//! PostgreSQL adapters - Database implementations for store ports.
//!
//! - `PostgresMembershipStore` - Membership aggregate persistence

mod membership_store;

pub use membership_store::PostgresMembershipStore;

○ ○ ○

Problem to solve: The reply is to be an exact repeat of the records above.

Your solution:
//! PostgreSQL adapters - Database implementations for store ports.
//!
//! - `PostgresMembershipStore` - Membership aggregate persistence

mod membership_store;

pub use membership_store::PostgresMembershipStore;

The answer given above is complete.